The Guilty (2021)
3/10
Guilty of Wasting My Time
5 October 2021
I don't know why I bothered; I figured this would be a pointless Anglophone remake of the tense 2018 Danish thriller. I also don't know why this Nic Pizzolatto guy has his own screenwriting credit here when most of it's lifted straight from the original. I guess he's taking credit for the rearrangement of a scene that results in unnecessarily dragging out the resolution so that we may see Jake Gyllenhaal's puke in a toilet, or for adding that 2am phone call to the ex that just makes Gyllenhaal's Joe all the more unbearable, and let's not forget that time Joe gets up to get a cup of joe, and he's displeased there's not enough already made for him. What I've seen from director Antoine Fuqua, too, gives the impression of a hacky filmmaker. The Denzel Washington movies are entertaining enough, because Denzel Washington, but the rest of them.... "Southpaw" (2015), also starring Gyllenhaal, is an overrated melodrama. I have yet to see "The Magnificent Seven" (2016) remake, but I'm not looking forward to it.
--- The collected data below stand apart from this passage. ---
use serde::{Deserialize, Serialize};
use std::fmt;

/// The `(label, score)` pair returned for one analyzed text.
#[derive(Debug, Clone, PartialEq, Serialize, Deserialize)]
pub struct ClassificationResult {
    /// Label exactly as the model emitted it, e.g. `"Very Positive"`.
    pub label: String,
    /// Softmax probability of `label`, in `[0, 1]`.
    pub score: f32,
}

impl ClassificationResult {
    pub fn new(label: impl Into<String>, score: f32) -> Self {
        Self {
            label: label.into(),
            score,
        }
    }

    pub fn category(&self) -> SentimentCategory {
        SentimentCategory::from_label(&self.label)
    }
}

/// Closed set of sentiment classes the multilingual model can emit.
///
/// `Unrecognized` is the single fallback for any label outside the five
/// canonical ones.
#[derive(Debug, Clone, Copy, PartialEq, Eq, Hash)]
pub enum SentimentCategory {
    VeryNegative,
    Negative,
    Neutral,
    Positive,
    VeryPositive,
    Unrecognized,
}

impl SentimentCategory {
    /// All recognised categories, from most negative to most positive.
    pub const ALL: [SentimentCategory; 5] = [
        SentimentCategory::VeryPositive,
        SentimentCategory::Positive,
        SentimentCategory::Neutral,
        SentimentCategory::Negative,
        SentimentCategory::VeryNegative,
    ];

    /// Matches a model label against the canonical names, ignoring case and
    /// surrounding whitespace.
    pub fn from_label(label: &str) -> Self {
        let label = label.trim();
        Self::ALL
            .into_iter()
            .find(|category| category.as_str().eq_ignore_ascii_case(label))
            .unwrap_or(SentimentCategory::Unrecognized)
    }

    /// Canonical model label.
    pub fn as_str(&self) -> &'static str {
        match self {
            SentimentCategory::VeryNegative => "Very Negative",
            SentimentCategory::Negative => "Negative",
            SentimentCategory::Neutral => "Neutral",
            SentimentCategory::Positive => "Positive",
            SentimentCategory::VeryPositive => "Very Positive",
            SentimentCategory::Unrecognized => "Unrecognized",
        }
    }

    /// Spanish name used in the page legend.
    pub fn display_name(&self) -> &'static str {
        match self {
            SentimentCategory::VeryNegative => "Muy Negativo",
            SentimentCategory::Negative => "Negativo",
            SentimentCategory::Neutral => "Neutral",
            SentimentCategory::Positive => "Positivo",
            SentimentCategory::VeryPositive => "Muy Positivo",
            SentimentCategory::Unrecognized => "Desconocido",
        }
    }
}

impl fmt::Display for SentimentCategory {
    fn fmt(&self, f: &mut fmt::Formatter<'_>) -> fmt::Result {
        f.write_str(self.as_str())
    }
}

#[cfg(test)]
mod tests {
    use super::*;

    #[test]
    fn parses_canonical_labels() {
        assert_eq!(
            SentimentCategory::from_label("Very Positive"),
            SentimentCategory::VeryPositive
        );
        assert_eq!(
            SentimentCategory::from_label("Positive"),
            SentimentCategory::Positive
        );
        assert_eq!(
            SentimentCategory::from_label("Neutral"),
            SentimentCategory::Neutral
        );
        assert_eq!(
            SentimentCategory::from_label("Negative"),
            SentimentCategory::Negative
        );
        assert_eq!(
            SentimentCategory::from_label("Very Negative"),
            SentimentCategory::VeryNegative
        );
    }

    #[test]
    fn label_matching_ignores_case_and_padding() {
        assert_eq!(
            SentimentCategory::from_label("  very negative "),
            SentimentCategory::VeryNegative
        );
        assert_eq!(
            SentimentCategory::from_label("POSITIVE"),
            SentimentCategory::Positive
        );
    }

    #[test]
    fn unknown_labels_fall_back() {
        assert_eq!(
            SentimentCategory::from_label("LABEL_3"),
            SentimentCategory::Unrecognized
        );
        assert_eq!(
            SentimentCategory::from_label(""),
            SentimentCategory::Unrecognized
        );
    }

    #[test]
    fn result_serializes_as_label_and_score() {
        let result = ClassificationResult::new("Positive", 0.5);
        let json = serde_json::to_value(&result).unwrap();
        assert_eq!(json, serde_json::json!({ "label": "Positive", "score": 0.5 }));
        assert_eq!(result.category(), SentimentCategory::Positive);
    }
}
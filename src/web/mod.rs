//! The page and JSON API served by the demo.
//!
//! | Route | |
//! |-------|--|
//! | `GET /` | the page; `?example=<key>` pre-fills the text area |
//! | `POST /analyze` | form submission, re-renders the page with results |
//! | `POST /api/analyze` | `{"text": ...}` → `{"label": ..., "score": ...}` |
//! | `POST /api/analyze/batch` | `{"texts": [...]}` → one result per text, same order |
//! | `GET /health` | model name and whether it is loaded |

pub mod examples;
pub mod handlers;
pub mod view;

use crate::analyzer::SentimentAnalyzer;
use crate::core::{AppConfig, Result, SentimentError};
use axum::http::StatusCode;
use axum::response::{IntoResponse, Response};
use axum::routing::{get, post};
use axum::{Json, Router};
use minijinja::Environment;
use serde_json::json;
use std::sync::Arc;
use std::time::Duration;
use tower_http::trace::TraceLayer;

/// Shared, read-only state handed to every handler.
pub struct AppState {
    pub analyzer: Arc<SentimentAnalyzer>,
    pub templates: Environment<'static>,
    pub analysis_delay: Duration,
}

impl AppState {
    pub fn new(analyzer: Arc<SentimentAnalyzer>, analysis_delay: Duration) -> Result<Self> {
        let mut templates = Environment::new();
        templates.add_template("index.html", include_str!("templates/index.html"))?;
        Ok(Self {
            analyzer,
            templates,
            analysis_delay,
        })
    }
}

pub fn router(state: Arc<AppState>) -> Router {
    Router::new()
        .route("/", get(handlers::index))
        .route("/analyze", post(handlers::analyze_page))
        .route("/api/analyze", post(handlers::analyze_json))
        .route("/api/analyze/batch", post(handlers::analyze_batch_json))
        .route("/health", get(handlers::health))
        .layer(TraceLayer::new_for_http())
        .with_state(state)
}

/// Serves until Ctrl-C.
pub async fn serve(config: &AppConfig, state: Arc<AppState>) -> Result<()> {
    let addr = config.socket_addr();
    let server = axum::Server::try_bind(&addr)
        .map_err(|e| SentimentError::Server(format!("cannot bind {addr}: {e}")))?;
    tracing::info!(%addr, "listening on http://{addr}");

    server
        .serve(router(state).into_make_service())
        .with_graceful_shutdown(shutdown_signal())
        .await
        .map_err(|e| SentimentError::Server(e.to_string()))
}

async fn shutdown_signal() {
    if let Err(e) = tokio::signal::ctrl_c().await {
        tracing::error!(error = %e, "failed to listen for shutdown signal");
        std::future::pending::<()>().await;
    }
    tracing::info!("shutting down");
}

/// Error surface of the HTTP layer.
#[derive(Debug)]
pub enum WebError {
    /// Rejected before reaching the analyzer.
    BadRequest(String),
    Internal(SentimentError),
}

impl From<SentimentError> for WebError {
    fn from(value: SentimentError) -> Self {
        WebError::Internal(value)
    }
}

impl From<minijinja::Error> for WebError {
    fn from(value: minijinja::Error) -> Self {
        WebError::Internal(value.into())
    }
}

impl IntoResponse for WebError {
    fn into_response(self) -> Response {
        let (status, message) = match self {
            WebError::BadRequest(message) => (StatusCode::BAD_REQUEST, message),
            WebError::Internal(error) => {
                tracing::error!(error = %error, "request failed");
                (StatusCode::INTERNAL_SERVER_ERROR, error.to_string())
            }
        };
        (status, Json(json!({ "error": message }))).into_response()
    }
}
use memmap2::MmapMut;

use super::{BlockStore, Descriptor, HEADER_SIZE, MAGIC};
use crate::{
    error::Result,
    node::codec::{decode_into, encode, node_block_size},
    check_degree, Error, Node,
};

/// Number of node blocks reserved when creating a new in-memory store.
pub(super) const INITIAL_BLOCKS: usize = 16;

/// Block store backed by an anonymous memory map.
///
/// The content has the same layout as a [`super::BlockFile`], so an image
/// returned by [`MemoryBlockFile::to_bytes`] can be written to disk and opened
/// as a file, and vice versa.
pub struct MemoryBlockFile {
    mmap: MmapMut,
    /// End of the written content
    len: usize,
    descriptor: Descriptor,
    degree: u8,
    block_size: usize,
}

impl MemoryBlockFile {
    pub fn create(degree: u8, page_size: i16) -> Result<MemoryBlockFile> {
        let degree = check_degree(degree)?;
        let block_size = node_block_size(degree);
        let mut mmap = MmapMut::map_anon(HEADER_SIZE + INITIAL_BLOCKS * block_size)?;

        let descriptor = Descriptor::new(degree, page_size);
        mmap[0..HEADER_SIZE].copy_from_slice(&descriptor.to_header());

        Ok(MemoryBlockFile {
            mmap,
            len: HEADER_SIZE,
            descriptor,
            degree,
            block_size,
        })
    }

    /// Open a copy of an existing image, e.g. the content of a [`super::BlockFile`].
    pub fn from_bytes(image: &[u8]) -> Result<MemoryBlockFile> {
        let descriptor = Descriptor::read_header(image)?;
        let degree = descriptor.degree()?;
        descriptor.check_page_size(degree);

        let mut mmap = MmapMut::map_anon(image.len().max(1))?;
        mmap[0..image.len()].copy_from_slice(image);

        Ok(MemoryBlockFile {
            mmap,
            len: image.len(),
            descriptor,
            degree,
            block_size: node_block_size(degree),
        })
    }

    /// Copy of the stored content, with the descriptor as it was last persisted.
    pub fn to_bytes(&self) -> Vec<u8> {
        self.mmap[0..self.len].to_vec()
    }

    pub fn descriptor(&self) -> &Descriptor {
        &self.descriptor
    }

    #[cfg(test)]
    pub(super) fn mapped_len(&self) -> usize {
        self.mmap.len()
    }

    /// Grows the map to contain at least the requested number of bytes.
    /// To avoid copying the content too often, the size is at least doubled.
    fn grow(&mut self, requested_size: usize) -> Result<()> {
        if requested_size <= self.mmap.len() {
            return Ok(());
        }

        let new_size = requested_size.max(self.mmap.len() * 2);
        let mut new_mmap = MmapMut::map_anon(new_size)?;
        new_mmap[0..self.mmap.len()].copy_from_slice(&self.mmap);

        self.mmap = new_mmap;
        Ok(())
    }
}

impl BlockStore for MemoryBlockFile {
    fn allocate_block(&mut self) -> Result<i64> {
        let position = self.descriptor.bump(self.block_size)?;
        self.grow(self.descriptor.first_free_block.try_into()?)?;
        Ok(position)
    }

    fn read_node(&self, node: &mut Node) -> Result<()> {
        let start: usize = node.position.try_into()?;
        let end = (start + self.block_size).min(self.len);
        let block = self.mmap.get(start..end).unwrap_or_default();
        if block.len() < self.block_size {
            return Err(Error::BlockTooSmall {
                expected: self.block_size,
                actual: block.len(),
            });
        }
        decode_into(block, node)
    }

    fn write_node(&mut self, node: &Node) -> Result<()> {
        let block = encode(node);
        let start: usize = node.position.try_into()?;
        let end = start + block.len();
        self.grow(end)?;
        self.mmap[start..end].copy_from_slice(&block);
        self.len = self.len.max(end);
        Ok(())
    }

    fn update_root_position(&mut self, position: i64) {
        self.descriptor.root_block_position = position;
    }

    fn tree_degree(&self) -> u8 {
        self.degree
    }

    fn root_block(&self) -> i64 {
        self.descriptor.root_block_position
    }

    fn update_descriptor(&mut self) -> Result<()> {
        let header = self.descriptor.to_header();
        self.mmap[MAGIC.len()..HEADER_SIZE].copy_from_slice(&header[MAGIC.len()..]);
        Ok(())
    }

    fn close(self) -> Result<()> {
        log::debug!(
            "Closed in-memory block file with {} bytes allocated",
            self.descriptor.first_free_block
        );
        Ok(())
    }
}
This seems to be sheer incompetence to me, as if they had no idea what worked in the original, and, Instead of adding a novel interpretation, just watered it down with generics. Gustav Möller's picture was a one-man variation on "12 Angry Men" (1957) with an emphasis on sound in the emergency phone calls. An intensely claustrophobic utilization of the artifice of cinema. So, of course, for the remake they begin with a Bible verse and helicopter shots to needlessly attempt thematic grandeur and paint the background with California wildfires. Also unnecessary dramatic scoring to blow the intensity and subtlety of the sound design. Gyllenhaal spends the first part in an enormous glass-filled tomb to International Style architecture with a series of big screen TVs for the wildfire background and multiple monitors for each dispatcher like we're watching a high-tech hacker or spy movie. Saving the spectator the hassle of having to use their own imagination by the movie visualizing what Joe sees in his mind listening to a couple calls is especially inept.

Oh, and Gyllenhaal can't help himself with the histrionics. It's bad enough they gave him an asthma inhaler to work with. I really miss the beads of sweat rolling down Jakob Cedergren's brow during his pregnant pauses compared to Gyllenhaal's spray-on sweat and crocodile tears as he shouts belligerently and pounds on glass windows. There's nothing that quite lowers one's estimation of an actor than to see him do so much more poorly in the same role performed by another just a couple years ago. Ditto the other filmmakers. At least Washington seemed to realize what he got himself into with with Fuqua in "Training Day" (2001) and "The Equalizer" (2014) and so turned up the acting even more over-the-top than usual to deliver us a bounty of ham.

I would think that an easy bar for whether a remake should exist would be that it improves on or differs from the original in at least one interesting way. Yet, this one is nonetheless guilty of failing that test. Oh well, at least it got me to watch the Danish original.